Research does not support the narrative that immigrants are dangerous and pose a risk to public safety.

According to a PolitiFact report, the opposite is in fact true: “The notion that sanctuary policies are safer is supported in research. According to a Center for American Progress report published late last week,sanctuary counties have lower crime rates.As we explained in an earlier report,looking at sanctuary policies alone wouldn’t account for other factors that could be influencing crime rates, but the CAP’s report compared nearly 2,500 counties, based on ICE’s designations.”

And a2015study by the American Immigration Council found that not only are immigrants less likely to commit serious crimes or be incarcerated than native-born residents, but high rates of immigration correlate with even lower rates of violent and property crimes.

According to the report, “roughly 1.6 percent of immigrant males age 18-39 are incarcerated, compared to 3.3 percent of the native-born.”

In fact, as the immigrant population has increased over the years, rates of violent crime have decreased. Between 1990 and 2013, the number of undocumented immigrants went from 3.5 million to 11.2 million. The pattern held true over a period of time and spanned cities nationally particularly in cities that have been welcoming to the immigrant population.

“In other words, the overwhelming majority of immigrants are not ‘criminal’ by any commonly accepted definition of the term,” the researchers sum up. “For this reason, harsh immigration policies are not effective in fighting crime.”

Despite the lack of evidence, Trump and his administration have used the “dangerous immigrant” narrative to support strict immigration policies as well as an expensive wall along the U.S.-Mexico border.

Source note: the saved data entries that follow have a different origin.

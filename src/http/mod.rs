//! HTTP protocol handling subsystem.
//!
//! # Data Flow
//! ```text
//! TCP connection
//!     → server.rs (Axum setup, middleware stack)
//!     → request.rs (assign request ID)
//!     → middleware/form2json.rs (convert eligible form posts)
//!     → server.rs next stage (forward upstream or echo)
//!     → Send to client
//! ```

pub mod middleware;
pub mod request;
pub mod server;

pub use request::{MakeRequestUuid, RequestIdExt, X_REQUEST_ID};
pub use server::HttpServer;
#[cfg(test)]
mod tests {
    use super::*;
    use crate::intersection::Intersection;
    use crate::test_support::{
        assert_color, default_scene, glass_sphere, inner_sphere, outer_material, outer_sphere,
        PointPigment,
    };
    use lumen_core::color::rgb;
    use lumen_math::{DMat4, DVec3};
    use std::f64::consts::SQRT_2;

    fn white_light_at(position: DVec3) -> PointLight {
        PointLight::white(position)
    }

    mod phong {
        use super::*;

        fn shade(eye: DVec3, light: DVec3, in_shadow: bool) -> Color {
            lighting(
                &Material::default(),
                &white_light_at(light),
                DVec3::ZERO,
                eye,
                DVec3::NEG_Z,
                in_shadow,
            )
        }

        #[test]
        fn test_eye_between_light_and_surface() {
            assert_color(shade(DVec3::NEG_Z, DVec3::new(0.0, 0.0, -10.0), false), rgb(1.9, 1.9, 1.9));
        }

        #[test]
        fn test_eye_offset_45_degrees() {
            let eye = DVec3::new(0.0, SQRT_2 / 2.0, -SQRT_2 / 2.0);
            assert_color(shade(eye, DVec3::new(0.0, 0.0, -10.0), false), rgb(1.0, 1.0, 1.0));
        }

        #[test]
        fn test_light_offset_45_degrees() {
            let c = shade(DVec3::NEG_Z, DVec3::new(0.0, 10.0, -10.0), false);
            assert_color(c, rgb(0.7364, 0.7364, 0.7364));
        }

        #[test]
        fn test_eye_in_reflection_path() {
            let eye = DVec3::new(0.0, -SQRT_2 / 2.0, -SQRT_2 / 2.0);
            let c = shade(eye, DVec3::new(0.0, 10.0, -10.0), false);
            assert_color(c, rgb(1.6364, 1.6364, 1.6364));
        }

        #[test]
        fn test_light_behind_surface() {
            assert_color(shade(DVec3::NEG_Z, DVec3::new(0.0, 0.0, 10.0), false), rgb(0.1, 0.1, 0.1));
        }

        #[test]
        fn test_surface_in_shadow() {
            assert_color(shade(DVec3::NEG_Z, DVec3::new(0.0, 0.0, -10.0), true), rgb(0.1, 0.1, 0.1));
        }

        #[test]
        fn test_pigment_sampled_at_point() {
            let m = Material::default()
                .with_pigment(Pigment::pattern(PointPigment))
                .with_phong(1.0, 0.0, 0.0, 200.0);
            let light = white_light_at(DVec3::new(0.0, 0.0, -10.0));
            let point = DVec3::new(0.25, 0.5, 0.0);

            let c = lighting(&m, &light, point, DVec3::NEG_Z, DVec3::NEG_Z, false);
            assert_color(c, rgb(0.25, 0.5, 0.0));
        }
    }

    #[test]
    fn test_intersect_default_scene() {
        let scene = default_scene();
        let xs = scene.intersect(&Ray::new(DVec3::new(0.0, 0.0, -5.0), DVec3::Z));

        let ts: Vec<f64> = xs.iter().map(|x| x.t).collect();
        assert_eq!(ts, vec![4.0, 4.5, 5.5, 6.0]);
    }

    #[test]
    fn test_hit_color_outside() {
        let scene = default_scene();
        let ray = Ray::new(DVec3::new(0.0, 0.0, -5.0), DVec3::Z);
        let x = Intersection::new(4.0, &scene.surfaces()[0]).unwrap();

        let c = scene.hit_color(&x.prepare(&ray, &[x]), 5);
        assert_color(c, rgb(0.380661, 0.475826, 0.285496));
    }

    #[test]
    fn test_hit_color_inside() {
        let scene = Scene::new()
            .with_light(white_light_at(DVec3::new(0.0, 0.25, 0.0)))
            .with_surface(outer_sphere())
            .with_surface(inner_sphere());
        let ray = Ray::new(DVec3::ZERO, DVec3::Z);
        let x = Intersection::new(0.5, &scene.surfaces()[1]).unwrap();

        let c = scene.hit_color(&x.prepare(&ray, &[x]), 5);
        assert_color(c, rgb(0.90498, 0.90498, 0.90498));
    }

    #[test]
    fn test_hit_in_shadow_gets_ambient_only() {
        let s2 = Surface::sphere().with_transform(DMat4::from_translation(DVec3::new(0.0, 0.0, 10.0)));
        let scene = Scene::new()
            .with_light(white_light_at(DVec3::new(0.0, 0.0, -10.0)))
            .with_surface(Surface::sphere())
            .with_surface(s2);
        let ray = Ray::new(DVec3::new(0.0, 0.0, 5.0), DVec3::Z);
        let x = Intersection::new(4.0, &scene.surfaces()[1]).unwrap();

        let c = scene.hit_color(&x.prepare(&ray, &[x]), 5);
        assert_color(c, rgb(0.1, 0.1, 0.1));
    }

    #[test]
    fn test_color_when_ray_misses() {
        let scene = default_scene();
        let c = scene.color_for(&Ray::new(DVec3::new(0.0, 0.0, -5.0), DVec3::Y), 5);
        assert_eq!(c, color::BLACK);
    }

    #[test]
    fn test_color_when_ray_hits() {
        let scene = default_scene();
        let c = scene.color_for(&Ray::new(DVec3::new(0.0, 0.0, -5.0), DVec3::Z), 5);
        assert_color(c, rgb(0.380661, 0.475826, 0.285496));
    }

    #[test]
    fn test_color_with_hit_behind_ray() {
        let scene = Scene::new()
            .with_light(white_light_at(DVec3::new(-10.0, 10.0, -10.0)))
            .with_surface(outer_sphere().with_material(outer_material().with_ambient(1.0)))
            .with_surface(inner_sphere().with_material(Material::default().with_ambient(1.0)));

        let c = scene.color_for(&Ray::new(DVec3::new(0.0, 0.0, 0.75), DVec3::NEG_Z), 5);
        assert_color(c, color::WHITE);
    }

    #[test]
    fn test_background_sampled_by_direction() {
        let scene = Scene::new().with_background(Pigment::pattern(PointPigment));
        let c = scene.color_for(&Ray::new(DVec3::ZERO, DVec3::new(0.0, 3.0, 4.0)), 5);
        assert_color(c, rgb(0.0, 0.6, 0.8));
    }

    #[test]
    fn test_shadows() {
        let scene = default_scene();
        let light = &scene.lights()[0];
        let cases = [
            (DVec3::new(0.0, 10.0, 0.0), false),
            (DVec3::new(10.0, -10.0, 10.0), true),
            (DVec3::new(-20.0, 20.0, -20.0), false),
            (DVec3::new(-2.0, 2.0, -2.0), false),
        ];

        for (point, shadowed) in cases {
            assert_eq!(scene.is_in_shadow(light, point), shadowed, "point {:?}", point);
        }
    }

    #[test]
    fn test_no_shadow_surfaces_cast_no_shadow() {
        let scene = Scene::new()
            .with_light(white_light_at(DVec3::new(-10.0, 10.0, -10.0)))
            .with_surface(outer_sphere().with_no_shadow(true))
            .with_surface(inner_sphere().with_no_shadow(true));

        assert!(!scene.is_in_shadow(&scene.lights()[0], DVec3::new(10.0, -10.0, 10.0)));
    }

    #[test]
    fn test_nearest_occluder_decides_shadow() {
        let near = Surface::sphere().with_transform(DMat4::from_translation(DVec3::new(0.0, 0.0, -3.0)));
        let far = Surface::sphere().with_transform(DMat4::from_translation(DVec3::new(0.0, 0.0, -6.0)));
        let light = white_light_at(DVec3::new(0.0, 0.0, -10.0));

        let scene = Scene::new()
            .with_light(light)
            .with_surface(near.clone().with_no_shadow(true))
            .with_surface(far.clone());
        assert!(!scene.is_in_shadow(&light, DVec3::ZERO));

        let scene = Scene::new()
            .with_light(light)
            .with_surface(near)
            .with_surface(far.with_no_shadow(true));
        assert!(scene.is_in_shadow(&light, DVec3::ZERO));
    }

    fn scene_with_mirror_floor() -> Scene {
        default_scene().with_surface(
            Surface::plane()
                .with_material(Material::default().with_reflective(0.5))
                .with_transform(DMat4::from_translation(DVec3::new(0.0, -1.0, 0.0))),
        )
    }

    fn ray_at_floor() -> Ray {
        Ray::new(
            DVec3::new(0.0, 0.0, -3.0),
            DVec3::new(0.0, -SQRT_2 / 2.0, SQRT_2 / 2.0),
        )
    }

    #[test]
    fn test_reflected_color_of_matte_surface() {
        let scene = Scene::new()
            .with_light(white_light_at(DVec3::new(-10.0, 10.0, -10.0)))
            .with_surface(outer_sphere())
            .with_surface(inner_sphere().with_material(Material::default().with_ambient(1.0)));
        let ray = Ray::new(DVec3::ZERO, DVec3::Z);
        let x = Intersection::new(1.0, &scene.surfaces()[1]).unwrap();

        assert_eq!(scene.reflected_color(&x.prepare(&ray, &[x]), 5), color::BLACK);
    }

    #[test]
    fn test_reflected_color_of_mirror() {
        let scene = scene_with_mirror_floor();
        let ray = ray_at_floor();
        let x = Intersection::new(SQRT_2, &scene.surfaces()[2]).unwrap();

        let c = scene.reflected_color(&x.prepare(&ray, &[x]), 1);
        assert_color(c, rgb(0.190330, 0.237913, 0.142748));
    }

    #[test]
    fn test_reflected_color_at_recursion_limit() {
        let scene = scene_with_mirror_floor();
        let ray = ray_at_floor();
        let x = Intersection::new(SQRT_2, &scene.surfaces()[2]).unwrap();

        assert_eq!(scene.reflected_color(&x.prepare(&ray, &[x]), 0), color::BLACK);
    }

    #[test]
    fn test_hit_color_with_mirror() {
        let scene = scene_with_mirror_floor();
        let ray = ray_at_floor();
        let x = Intersection::new(SQRT_2, &scene.surfaces()[2]).unwrap();

        let c = scene.hit_color(&x.prepare(&ray, &[x]), 5);
        assert_color(c, rgb(0.87677, 0.92436, 0.82918));
    }

    #[test]
    fn test_parallel_mirrors_terminate() {
        let mirror = Material::default().with_reflective(1.0);
        let scene = Scene::new()
            .with_light(white_light_at(DVec3::ZERO))
            .with_surface(
                Surface::plane()
                    .with_material(mirror.clone())
                    .with_transform(DMat4::from_translation(DVec3::new(0.0, -1.0, 0.0))),
            )
            .with_surface(
                Surface::plane()
                    .with_material(mirror)
                    .with_transform(DMat4::from_translation(DVec3::new(0.0, 1.0, 0.0))),
            );

        let c = scene.color_for(&Ray::new(DVec3::ZERO, DVec3::Y), 5);
        assert!(c.is_finite());
    }

    #[test]
    fn test_refracted_color_of_opaque_surface() {
        let scene = default_scene();
        let ray = Ray::new(DVec3::new(0.0, 0.0, -5.0), DVec3::Z);
        let s = &scene.surfaces()[0];
        let xs: Vec<Intersection> = [4.0, 6.0].iter().filter_map(|&t| Intersection::new(t, s)).collect();

        assert_eq!(scene.refracted_color(&xs[0].prepare(&ray, &xs), 5), color::BLACK);
    }

    #[test]
    fn test_refracted_color_at_recursion_limit() {
        let scene = Scene::new()
            .with_light(white_light_at(DVec3::new(-10.0, 10.0, -10.0)))
            .with_surface(glass_sphere());
        let ray = Ray::new(DVec3::new(0.0, 0.0, -5.0), DVec3::Z);
        let s = &scene.surfaces()[0];
        let xs: Vec<Intersection> = [4.0, 6.0].iter().filter_map(|&t| Intersection::new(t, s)).collect();

        assert_eq!(scene.refracted_color(&xs[0].prepare(&ray, &xs), 0), color::BLACK);
    }

    #[test]
    fn test_refracted_color_under_total_internal_reflection() {
        let scene = Scene::new()
            .with_light(white_light_at(DVec3::new(-10.0, 10.0, -10.0)))
            .with_surface(glass_sphere());
        let ray = Ray::new(DVec3::new(0.0, 0.0, SQRT_2 / 2.0), DVec3::Y);
        let s = &scene.surfaces()[0];
        let xs: Vec<Intersection> = [-SQRT_2 / 2.0, SQRT_2 / 2.0]
            .iter()
            .filter_map(|&t| Intersection::new(t, s))
            .collect();

        assert_eq!(scene.refracted_color(&xs[1].prepare(&ray, &xs), 5), color::BLACK);
    }

    #[test]
    fn test_refracted_color_through_nested_glass() {
        let outer = outer_sphere().with_material(
            outer_material()
                .with_ambient(1.0)
                .with_pigment(Pigment::pattern(PointPigment)),
        );
        let inner = inner_sphere().with_material(Material::glass());
        let scene = Scene::new()
            .with_light(white_light_at(DVec3::new(-10.0, 10.0, -10.0)))
            .with_surface(outer)
            .with_surface(inner);

        let (a, b) = (&scene.surfaces()[0], &scene.surfaces()[1]);
        let ray = Ray::new(DVec3::new(0.0, 0.0, 0.1), DVec3::Y);
        let xs: Vec<Intersection> = [(-0.9899, a), (-0.4899, b), (0.4899, b), (0.9899, a)]
            .iter()
            .filter_map(|&(t, s)| Intersection::new(t, s))
            .collect();

        let c = scene.refracted_color(&xs[2].prepare(&ray, &xs), 5);
        assert_color(c, rgb(0.0, 0.998886, 0.047217));
    }

    fn scene_with_glass_floor(floor: Material) -> Scene {
        default_scene()
            .with_surface(
                Surface::plane()
                    .with_material(floor)
                    .with_transform(DMat4::from_translation(DVec3::new(0.0, -1.0, 0.0))),
            )
            .with_surface(
                Surface::sphere()
                    .with_material(Material::new(rgb(1.0, 0.0, 0.0)).with_ambient(0.5))
                    .with_transform(DMat4::from_translation(DVec3::new(0.0, -3.5, -0.5))),
            )
    }

    #[test]
    fn test_hit_color_with_transparent_floor() {
        let scene = scene_with_glass_floor(
            Material::default()
                .with_transparency(0.5)
                .with_refractive_index(1.5),
        );
        let ray = ray_at_floor();
        let xs: Vec<Intersection> = [SQRT_2]
            .iter()
            .filter_map(|&t| Intersection::new(t, &scene.surfaces()[2]))
            .collect();

        let c = scene.hit_color(&xs[0].prepare(&ray, &xs), 5);
        assert_color(c, rgb(0.93642, 0.68642, 0.68642));
    }

    #[test]
    fn test_hit_color_blends_with_schlick() {
        let scene = scene_with_glass_floor(
            Material::default()
                .with_reflective(0.5)
                .with_transparency(0.5)
                .with_refractive_index(1.5),
        );
        let ray = ray_at_floor();
        let xs: Vec<Intersection> = [SQRT_2]
            .iter()
            .filter_map(|&t| Intersection::new(t, &scene.surfaces()[2]))
            .collect();

        let c = scene.hit_color(&xs[0].prepare(&ray, &xs), 5);
        assert_color(c, rgb(0.93391, 0.69643, 0.69243));
    }

    #[test]
    fn test_validate_reports_singular_surface() {
        let scene = default_scene()
            .with_surface(Surface::sphere().with_transform(DMat4::from_scale(DVec3::ZERO)));
        assert!(scene.validate().is_err());
        assert!(default_scene().validate().is_ok());
    }
}
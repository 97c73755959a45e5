//! Constructive solid geometry.
//!
//! A CSG node intersects both operands, then walks the merged hits in order
//! while tracking whether the ray is currently inside each operand. Only the
//! hits that lie on the boundary of the combined solid survive.

use lumen_math::{BoundingBox, DMat4, Ray};
use serde::{Deserialize, Serialize};

use super::Surface;
use crate::intersection::{Intersection, Intersections};

/// How a CSG node combines its operands.
#[derive(Debug, Clone, Copy, PartialEq, Eq, Hash, Serialize, Deserialize)]
#[serde(rename_all = "snake_case")]
pub enum CsgOperation {
    /// Everything inside either operand
    Union,
    /// Only what is inside both
    Intersection,
    /// The left operand minus the right
    Difference,
}

impl CsgOperation {
    /// Decide whether a hit survives.
    ///
    /// `left_hit` says which operand was struck; `in_left` and `in_right` say
    /// whether the ray is inside each operand just before the hit.
    pub fn allows(self, left_hit: bool, in_left: bool, in_right: bool) -> bool {
        match self {
            CsgOperation::Union => (left_hit && !in_right) || (!left_hit && !in_left),
            CsgOperation::Intersection => (left_hit && in_right) || (!left_hit && in_left),
            CsgOperation::Difference => (left_hit && !in_right) || (!left_hit && in_left),
        }
    }
}

/// Two operands combined by a [`CsgOperation`].
#[derive(Debug, Clone)]
pub struct Csg {
    operation: CsgOperation,
    left: Box<Surface>,
    right: Box<Surface>,
}

impl Csg {
    pub fn new(operation: CsgOperation, left: Surface, right: Surface) -> Self {
        Self {
            operation,
            left: Box::new(left),
            right: Box::new(right),
        }
    }

    pub fn operation(&self) -> CsgOperation {
        self.operation
    }

    pub fn left(&self) -> &Surface {
        &self.left
    }

    pub fn right(&self) -> &Surface {
        &self.right
    }

    pub(crate) fn operands_mut(&mut self) -> (&mut Surface, &mut Surface) {
        (&mut self.left, &mut self.right)
    }

    /// Keep only the hits on the boundary of the combined solid.
    ///
    /// `xs` must be sorted by `t`. Hits on surfaces outside both operands
    /// count as right-operand hits.
    pub fn filter_intersections<'a>(&self, xs: &[Intersection<'a>]) -> Vec<Intersection<'a>> {
        let mut in_left = false;
        let mut in_right = false;
        let mut kept = Vec::new();

        for x in xs {
            let left_hit = self.left.includes(x.surface());

            if self.operation.allows(left_hit, in_left, in_right) {
                kept.push(*x);
            }

            if left_hit {
                in_left = !in_left;
            } else {
                in_right = !in_right;
            }
        }
        kept
    }

    /// Union of both operands' bounds. Filtering can only remove hits.
    pub(crate) fn bounds_of_operands(&self) -> Option<BoundingBox> {
        Some(self.left.bounds()?.union(&self.right.bounds()?))
    }

    pub(crate) fn intersect_operands<'a>(
        &'a self,
        ray: &Ray,
        world_to_local: &DMat4,
        xs: &mut Intersections<'a>,
    ) {
        let mut both = Intersections::new();
        self.left.intersect_from(ray, world_to_local, &mut both);
        self.right.intersect_from(ray, world_to_local, &mut both);
        both.sort();

        xs.extend(self.filter_intersections(&both));
    }
}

The logistics of the border wall have not played out as the president indicated. Trump, while on the campaign trail, estimated the wall would cost a total of $12 billion. The Trump administration has requested $1 billion to go toward building and replacing 62 miles worth of wall along the United States-Mexico border, CNN reported Monday. But a previous DHS report pegged that number at at least $20 billion. The U.S.-Mexico border is roughly 1,900 miles long.